Ícone do site Acre Notícias

Arábia Saudita, peça central num Médio Oriente em reorganização

euA Arábia Saudita pensou ter virado a página da “Primavera Árabe”, desencadeada em Março de 2011, para promover uma “paz dos autocratas” no Médio Oriente. As reorganizações em curso desde 7 de Outubro de 2023 frustraram o seu plano de fazer do desenvolvimento económico o pilar de uma nova estabilidade na região.

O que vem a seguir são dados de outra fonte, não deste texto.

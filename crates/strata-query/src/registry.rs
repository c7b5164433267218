use crate::config::QueryConfig;
use crate::error::{QueryError, Result};
use crate::hint::HintRegistry;
use crate::mapping::QueryMappingService;
use crate::script::RendererRegistry;
use crate::service::{NamedQueryService, PeerDirectory};
use crate::traits::QueryExecutor;
use async_trait::async_trait;
use std::collections::HashMap;
use std::sync::Arc;
use std::time::Duration;
use tokio::sync::RwLock;
use tracing::{debug, info, warn};

/// Connection configuration for creating executors
#[derive(Debug, Clone)]
pub struct ConnectionConfig {
    /// Backend type identifier (postgres, search, http)
    pub backend: String,
    /// Full endpoint URL, used instead of host/port when set
    pub url: Option<String>,
    /// Host or connection endpoint
    pub host: Option<String>,
    /// Port number
    pub port: Option<u16>,
    /// Username or access key
    pub username: Option<String>,
    /// Password or secret key
    pub password: Option<String>,
    /// Database name or index
    pub database: Option<String>,
    /// Client-side request timeout
    pub timeout: Option<Duration>,
    /// Additional options as key-value pairs
    pub options: HashMap<String, String>,
}

impl ConnectionConfig {
    pub fn new(backend: impl Into<String>) -> Self {
        Self {
            backend: backend.into(),
            url: None,
            host: None,
            port: None,
            username: None,
            password: None,
            database: None,
            timeout: None,
            options: HashMap::new(),
        }
    }

    pub fn with_url(mut self, url: impl Into<String>) -> Self {
        self.url = Some(url.into());
        self
    }

    pub fn with_host(mut self, host: impl Into<String>) -> Self {
        self.host = Some(host.into());
        self
    }

    pub fn with_port(mut self, port: u16) -> Self {
        self.port = Some(port);
        self
    }

    pub fn with_username(mut self, username: impl Into<String>) -> Self {
        self.username = Some(username.into());
        self
    }

    pub fn with_password(mut self, password: impl Into<String>) -> Self {
        self.password = Some(password.into());
        self
    }

    pub fn with_database(mut self, database: impl Into<String>) -> Self {
        self.database = Some(database.into());
        self
    }

    pub fn with_timeout(mut self, timeout: Duration) -> Self {
        self.timeout = Some(timeout);
        self
    }

    pub fn with_option(mut self, key: impl Into<String>, value: impl Into<String>) -> Self {
        self.options.insert(key.into(), value.into());
        self
    }

    pub fn option(&self, key: &str) -> Option<&str> {
        self.options.get(key).map(String::as_str)
    }

    /// Get connection string for display purposes (without password)
    pub fn connection_string(&self) -> String {
        if let Some(url) = &self.url {
            return format!("{} {}", self.backend, url);
        }

        let mut parts = vec![format!("{}://", self.backend)];

        if let Some(username) = &self.username {
            parts.push(format!("{}@", username));
        }

        if let Some(host) = &self.host {
            parts.push(host.clone());

            if let Some(port) = self.port {
                parts.push(format!(":{}", port));
            }
        }

        if let Some(database) = &self.database {
            parts.push(format!("/{}", database));
        }

        parts.join("")
    }
}

/// Factory trait for creating executors from configurations
#[async_trait]
pub trait ExecutorFactory: Send + Sync {
    /// Get the backend type this factory handles
    fn backend_type(&self) -> &'static str;

    /// Connect an executor for the given configuration
    async fn create_executor(&self, config: ConnectionConfig) -> Result<Arc<dyn QueryExecutor>>;
}

/// Registry of executor factories and the named query services built on them.
///
/// Every service shares the registry's mapping table, renderers, hints and
/// configuration, and reaches the others through a common peer directory.
pub struct QueryRegistry {
    mappings: Arc<QueryMappingService>,
    renderers: Arc<RendererRegistry>,
    hints: Arc<HintRegistry>,
    config: Arc<QueryConfig>,
    peers: Arc<PeerDirectory>,
    factories: Arc<RwLock<HashMap<String, Arc<dyn ExecutorFactory>>>>,
    services: Arc<RwLock<HashMap<String, NamedQueryService>>>,
}

impl QueryRegistry {
    /// Load the configured mapping paths and create an empty registry
    pub fn new(config: QueryConfig) -> Result<Self> {
        let mappings = Arc::new(QueryMappingService::new(config.mapping_loader())?);
        Ok(Self::with_mappings(config, mappings))
    }

    pub fn with_mappings(config: QueryConfig, mappings: Arc<QueryMappingService>) -> Self {
        Self {
            mappings,
            renderers: Arc::new(RendererRegistry::with_defaults()),
            hints: Arc::new(HintRegistry::with_defaults()),
            config: Arc::new(config),
            peers: Arc::new(PeerDirectory::new()),
            factories: Arc::new(RwLock::new(HashMap::new())),
            services: Arc::new(RwLock::new(HashMap::new())),
        }
    }

    /// Renderers used by services created after this call
    pub fn with_renderers(mut self, renderers: RendererRegistry) -> Self {
        self.renderers = Arc::new(renderers);
        self
    }

    /// Hint handlers used by services created after this call
    pub fn with_hints(mut self, hints: HintRegistry) -> Self {
        self.hints = Arc::new(hints);
        self
    }

    pub fn mappings(&self) -> &Arc<QueryMappingService> {
        &self.mappings
    }

    pub fn config(&self) -> &QueryConfig {
        &self.config
    }

    /// Register a factory for a backend type
    pub async fn register_factory(&self, factory: Arc<dyn ExecutorFactory>) -> Result<()> {
        let backend = factory.backend_type();
        let mut factories = self.factories.write().await;

        if factories.contains_key(backend) {
            warn!("Overwriting existing factory for backend: {}", backend);
        }

        factories.insert(backend.to_string(), factory);
        debug!("Registered factory for backend: {}", backend);
        Ok(())
    }

    /// Connect an executor through its factory and start a service named `name`
    pub async fn create_service(
        &self,
        name: &str,
        config: ConnectionConfig,
    ) -> Result<NamedQueryService> {
        let factories = self.factories.read().await;

        let factory = factories
            .get(&config.backend)
            .ok_or_else(|| {
                QueryError::InvalidConfiguration(format!(
                    "No factory registered for backend: {}",
                    config.backend
                ))
            })?
            .clone();

        drop(factories);

        debug!(
            "Creating service {} for backend: {}",
            name,
            config.connection_string()
        );

        let executor = factory.create_executor(config).await?;
        Ok(self.register_executor(name, executor).await)
    }

    /// Start a service named `name` over an existing executor
    pub async fn register_executor(
        &self,
        name: &str,
        executor: Arc<dyn QueryExecutor>,
    ) -> NamedQueryService {
        let service = NamedQueryService::builder(name, executor, self.mappings.clone())
            .renderers(self.renderers.clone())
            .hints(self.hints.clone())
            .config(self.config.clone())
            .peers(self.peers.clone())
            .build();

        let displaced = self
            .services
            .write()
            .await
            .insert(name.to_string(), service.clone());
        if let Some(old) = displaced {
            warn!("Replaced existing named query service: {}", name);
            if let Err(e) = old.close().await {
                warn!("Failed to close replaced service {}: {}", name, e);
            }
        }
        info!("Registered named query service: {}", name);
        service
    }

    /// Get a running service
    pub async fn get_service(&self, name: &str) -> Option<NamedQueryService> {
        let services = self.services.read().await;
        services.get(name).cloned()
    }

    /// Stop and remove a service
    pub async fn remove_service(&self, name: &str) -> Result<()> {
        let mut services = self.services.write().await;

        if let Some(service) = services.remove(name) {
            debug!("Closing service: {}", name);
            service.close().await?;
        }

        Ok(())
    }

    /// List all running services
    pub async fn list_services(&self) -> Vec<String> {
        let services = self.services.read().await;
        let mut names: Vec<String> = services.keys().cloned().collect();
        names.sort();
        names
    }

    /// Stop every service
    pub async fn clear_services(&self) -> Result<()> {
        let drained: Vec<_> = self.services.write().await.drain().collect();

        let mut first_error = None;
        for (name, service) in drained {
            if let Err(e) = service.close().await {
                warn!("Failed to close service {}: {}", name, e);
                first_error.get_or_insert(e);
            }
        }

        first_error.map_or(Ok(()), Err)
    }

    /// List registered backend types
    pub async fn list_backends(&self) -> Vec<String> {
        let factories = self.factories.read().await;
        factories.keys().cloned().collect()
    }

    /// Check if a backend is registered
    pub async fn has_backend(&self, backend: &str) -> bool {
        let factories = self.factories.read().await;
        factories.contains_key(backend)
    }

    /// Reload the shared mapping table
    pub fn reload(&self) -> Result<usize> {
        self.mappings.reload()
    }
}

#[cfg(test)]
mod tests {
    use super::*;
    use crate::querier::Querier;
    use crate::script::BindStyle;
    use crate::traits::BackendDialect;
    use crate::types::{Capability, Record};
    use std::sync::atomic::{AtomicUsize, Ordering};

    struct PlainDialect;

    impl BackendDialect for PlainDialect {
        fn bind_style(&self) -> BindStyle {
            BindStyle::Inline
        }

        fn limit(&self, querier: Querier, _offset: u64, _limit: u64) -> Result<Querier> {
            Ok(querier)
        }

        fn count(&self, querier: &Querier) -> Result<Querier> {
            Ok(querier.clone())
        }
    }

    /// Executor that only counts how often it is closed
    struct ClosingExecutor {
        closes: Arc<AtomicUsize>,
        fail: bool,
    }

    impl ClosingExecutor {
        fn new(closes: &Arc<AtomicUsize>) -> Arc<dyn QueryExecutor> {
            Arc::new(Self {
                closes: closes.clone(),
                fail: false,
            })
        }
    }

    #[async_trait]
    impl QueryExecutor for ClosingExecutor {
        fn backend(&self) -> &str {
            "memory"
        }

        fn dialect(&self) -> &dyn BackendDialect {
            &PlainDialect
        }

        fn capabilities(&self) -> Vec<Capability> {
            vec![]
        }

        async fn execute(&self, _querier: &Querier) -> Result<Vec<Record>> {
            Ok(vec![])
        }

        async fn close(&self) -> Result<()> {
            self.closes.fetch_add(1, Ordering::SeqCst);
            if self.fail {
                return Err(QueryError::ConnectionFailed("already gone".to_string()));
            }
            Ok(())
        }
    }

    fn empty_registry() -> QueryRegistry {
        let mappings = Arc::new(QueryMappingService::from_queries(vec![]).unwrap());
        QueryRegistry::with_mappings(QueryConfig::default(), mappings)
    }

    #[tokio::test]
    async fn test_register_executor_closes_replaced_service() {
        let registry = empty_registry();
        let first = Arc::new(AtomicUsize::new(0));
        let second = Arc::new(AtomicUsize::new(0));

        registry.register_executor("main", ClosingExecutor::new(&first)).await;
        registry.register_executor("main", ClosingExecutor::new(&second)).await;

        assert_eq!(first.load(Ordering::SeqCst), 1);
        assert_eq!(second.load(Ordering::SeqCst), 0);
        assert_eq!(registry.list_services().await, vec!["main".to_string()]);
        assert!(registry.peers.get("main").is_some());

        registry.clear_services().await.unwrap();
        assert_eq!(second.load(Ordering::SeqCst), 1);
        assert!(registry.list_services().await.is_empty());
    }

    #[tokio::test]
    async fn test_clear_services_reports_close_failure() {
        let registry = empty_registry();
        let healthy = Arc::new(AtomicUsize::new(0));
        let broken = Arc::new(AtomicUsize::new(0));

        registry.register_executor("healthy", ClosingExecutor::new(&healthy)).await;
        registry
            .register_executor(
                "broken",
                Arc::new(ClosingExecutor {
                    closes: broken.clone(),
                    fail: true,
                }),
            )
            .await;

        let err = registry.clear_services().await.unwrap_err();
        assert!(matches!(err, QueryError::ConnectionFailed(_)));
        assert_eq!(healthy.load(Ordering::SeqCst), 1);
        assert_eq!(broken.load(Ordering::SeqCst), 1);
        assert!(registry.list_services().await.is_empty());
    }

    #[test]
    fn test_connection_config_creation() {
        let config = ConnectionConfig::new("postgres")
            .with_host("localhost")
            .with_port(5432)
            .with_database("mydb")
            .with_option("sslmode", "disable");

        assert_eq!(config.backend, "postgres");
        assert_eq!(config.host, Some("localhost".to_string()));
        assert_eq!(config.port, Some(5432));
        assert_eq!(config.database, Some("mydb".to_string()));
        assert_eq!(config.option("sslmode"), Some("disable"));
    }

    #[test]
    fn test_connection_string() {
        let config = ConnectionConfig::new("postgres")
            .with_username("app")
            .with_password("secret")
            .with_host("localhost")
            .with_port(5432)
            .with_database("mydb");

        let conn_str = config.connection_string();
        assert_eq!(conn_str, "postgres://app@localhost:5432/mydb");
        assert!(!conn_str.contains("secret"));

        let search = ConnectionConfig::new("search").with_url("http://localhost:9200");
        assert_eq!(search.connection_string(), "search http://localhost:9200");
    }

    #[tokio::test]
    async fn test_registry_creation() {
        let mappings = Arc::new(QueryMappingService::from_queries(vec![]).unwrap());
        let registry = QueryRegistry::with_mappings(QueryConfig::default(), mappings);
        assert!(registry.list_services().await.is_empty());
        assert!(!registry.has_backend("postgres").await);
    }

    #[tokio::test]
    async fn test_unknown_backend_factory() {
        let mappings = Arc::new(QueryMappingService::from_queries(vec![]).unwrap());
        let registry = QueryRegistry::with_mappings(QueryConfig::default(), mappings);
        let err = registry
            .create_service("main", ConnectionConfig::new("oracle"))
            .await
            .err()
            .expect("no factory registered");
        assert!(matches!(err, QueryError::InvalidConfiguration(_)));
    }
}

A tomada do poder em Damasco pelos rebeldes sírios em 8 de dezembro de 2024 e, antes dela, o ataque mortal levado a cabo pelo Hamas palestiniano contra Israel e as suas repercussões regionais puseram em causa a estratégia de normalização prosseguida por Riade, tanto com o antigo regime sírio e com Israel.

“Antes de 7 de outubro, a Arábia Saudita sonhava com um mundo onde o mercado dominasse a política. No dia 7 de outubro, a política explodiu na cara deles e mostrou os limites do seu discurso nacionalista”resume Stéphane Lacroix, pesquisador associado do CERI-Sciences Po Paris. Após os primeiros anos de aventureirismo, que se voltaram contra ele, tal a guerra que ele lançou no Iêmen em 2015o príncipe herdeiro e primeiro-ministro saudita, Mohammed Ben Salman, apelidado de “MBS”, adoptou, desde 2020, uma postura cautelosa e táctica, mas assertiva, sobre as questões regionais, que hoje orienta a sua posição sobre a questão palestina, quanto à novas autoridades em Damasco.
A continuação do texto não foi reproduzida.